▶ _Activity_:
Go through the records and report each line in which the word "price" occurs.

▶ _Saved entries_:
******

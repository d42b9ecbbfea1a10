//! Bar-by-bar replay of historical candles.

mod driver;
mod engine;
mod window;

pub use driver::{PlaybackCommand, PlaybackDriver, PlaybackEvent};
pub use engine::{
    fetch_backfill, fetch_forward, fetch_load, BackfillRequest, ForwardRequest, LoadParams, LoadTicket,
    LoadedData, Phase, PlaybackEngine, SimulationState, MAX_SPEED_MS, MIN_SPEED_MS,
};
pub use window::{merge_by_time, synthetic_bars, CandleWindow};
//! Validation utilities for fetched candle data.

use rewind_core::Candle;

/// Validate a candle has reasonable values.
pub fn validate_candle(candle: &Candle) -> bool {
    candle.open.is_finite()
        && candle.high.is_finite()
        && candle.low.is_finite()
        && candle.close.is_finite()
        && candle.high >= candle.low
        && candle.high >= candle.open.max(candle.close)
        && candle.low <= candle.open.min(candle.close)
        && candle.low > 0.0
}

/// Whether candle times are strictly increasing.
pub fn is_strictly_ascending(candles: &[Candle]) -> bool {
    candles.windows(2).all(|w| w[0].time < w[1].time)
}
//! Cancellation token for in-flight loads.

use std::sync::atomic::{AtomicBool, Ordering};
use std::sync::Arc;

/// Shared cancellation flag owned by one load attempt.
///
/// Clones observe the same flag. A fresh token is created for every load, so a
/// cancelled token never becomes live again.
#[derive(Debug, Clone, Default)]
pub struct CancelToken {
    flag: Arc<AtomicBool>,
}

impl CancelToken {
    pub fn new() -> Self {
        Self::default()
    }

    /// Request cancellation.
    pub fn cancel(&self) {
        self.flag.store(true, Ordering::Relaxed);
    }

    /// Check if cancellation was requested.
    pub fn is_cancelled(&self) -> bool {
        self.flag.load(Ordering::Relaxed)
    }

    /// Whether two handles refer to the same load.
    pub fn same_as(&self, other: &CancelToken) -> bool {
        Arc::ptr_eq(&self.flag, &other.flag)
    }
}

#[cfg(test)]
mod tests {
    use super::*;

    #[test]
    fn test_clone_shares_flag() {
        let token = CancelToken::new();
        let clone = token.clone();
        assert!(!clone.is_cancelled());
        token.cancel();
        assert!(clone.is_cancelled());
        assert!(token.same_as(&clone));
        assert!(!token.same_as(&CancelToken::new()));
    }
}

******

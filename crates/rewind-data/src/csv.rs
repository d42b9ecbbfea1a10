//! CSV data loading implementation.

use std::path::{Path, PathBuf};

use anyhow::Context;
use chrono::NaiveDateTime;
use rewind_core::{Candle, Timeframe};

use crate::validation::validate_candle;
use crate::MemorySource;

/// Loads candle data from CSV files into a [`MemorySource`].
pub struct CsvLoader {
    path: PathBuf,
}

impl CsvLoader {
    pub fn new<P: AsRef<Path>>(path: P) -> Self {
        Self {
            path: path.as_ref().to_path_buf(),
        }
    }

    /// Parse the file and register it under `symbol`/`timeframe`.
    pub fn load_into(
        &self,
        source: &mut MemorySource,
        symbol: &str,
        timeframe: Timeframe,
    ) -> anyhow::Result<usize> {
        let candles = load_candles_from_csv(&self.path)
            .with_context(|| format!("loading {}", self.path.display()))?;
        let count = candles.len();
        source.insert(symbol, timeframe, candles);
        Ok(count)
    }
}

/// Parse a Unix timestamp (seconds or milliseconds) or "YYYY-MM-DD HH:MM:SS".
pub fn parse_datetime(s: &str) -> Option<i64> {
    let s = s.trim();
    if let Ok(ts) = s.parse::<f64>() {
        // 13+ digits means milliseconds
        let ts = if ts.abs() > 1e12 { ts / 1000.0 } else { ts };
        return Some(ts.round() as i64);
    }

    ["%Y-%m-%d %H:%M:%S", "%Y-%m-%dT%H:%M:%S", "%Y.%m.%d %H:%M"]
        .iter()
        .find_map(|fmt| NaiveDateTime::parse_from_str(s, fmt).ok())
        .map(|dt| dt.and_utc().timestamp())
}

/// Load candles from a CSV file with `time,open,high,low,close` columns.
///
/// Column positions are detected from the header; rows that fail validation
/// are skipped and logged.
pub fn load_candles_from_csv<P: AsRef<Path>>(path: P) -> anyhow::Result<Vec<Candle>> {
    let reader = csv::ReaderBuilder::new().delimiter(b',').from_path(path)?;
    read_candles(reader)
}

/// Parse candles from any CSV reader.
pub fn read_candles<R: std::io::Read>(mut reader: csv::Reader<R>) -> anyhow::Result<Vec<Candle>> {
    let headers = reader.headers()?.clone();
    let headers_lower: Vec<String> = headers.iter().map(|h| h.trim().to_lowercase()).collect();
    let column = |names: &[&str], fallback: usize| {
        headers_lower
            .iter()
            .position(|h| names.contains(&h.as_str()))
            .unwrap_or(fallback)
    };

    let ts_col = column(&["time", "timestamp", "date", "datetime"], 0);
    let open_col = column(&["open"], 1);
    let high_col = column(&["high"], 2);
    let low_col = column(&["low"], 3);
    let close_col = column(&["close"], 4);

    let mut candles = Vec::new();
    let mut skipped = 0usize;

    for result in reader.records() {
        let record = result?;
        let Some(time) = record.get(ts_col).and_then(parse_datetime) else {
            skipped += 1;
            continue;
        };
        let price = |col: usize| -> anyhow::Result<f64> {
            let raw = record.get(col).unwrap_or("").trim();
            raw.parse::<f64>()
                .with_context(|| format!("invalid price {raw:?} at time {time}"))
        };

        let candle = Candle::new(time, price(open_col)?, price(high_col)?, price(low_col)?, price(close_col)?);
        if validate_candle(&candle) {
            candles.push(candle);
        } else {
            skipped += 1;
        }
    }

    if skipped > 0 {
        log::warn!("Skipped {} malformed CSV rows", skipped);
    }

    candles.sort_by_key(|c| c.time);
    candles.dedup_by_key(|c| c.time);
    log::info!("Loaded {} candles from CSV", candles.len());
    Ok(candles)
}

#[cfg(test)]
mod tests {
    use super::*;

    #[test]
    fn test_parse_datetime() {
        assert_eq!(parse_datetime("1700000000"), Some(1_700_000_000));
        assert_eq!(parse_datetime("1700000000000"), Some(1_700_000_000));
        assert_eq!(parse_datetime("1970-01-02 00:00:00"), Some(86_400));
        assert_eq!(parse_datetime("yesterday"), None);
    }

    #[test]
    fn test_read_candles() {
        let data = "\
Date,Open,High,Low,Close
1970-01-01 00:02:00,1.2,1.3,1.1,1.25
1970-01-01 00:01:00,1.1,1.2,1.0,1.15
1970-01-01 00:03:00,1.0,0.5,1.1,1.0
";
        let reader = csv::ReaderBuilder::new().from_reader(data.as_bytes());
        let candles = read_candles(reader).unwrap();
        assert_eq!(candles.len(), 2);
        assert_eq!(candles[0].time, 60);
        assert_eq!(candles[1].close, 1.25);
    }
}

******

▶ _Response_:
        let price = |col: usize| -> anyhow::Result<f64> {
                .with_context(|| format!("invalid price {raw:?} at time {time}"))
        let candle = Candle::new(time, price(open_col)?, price(high_col)?, price(low_col)?, price(close_col)?);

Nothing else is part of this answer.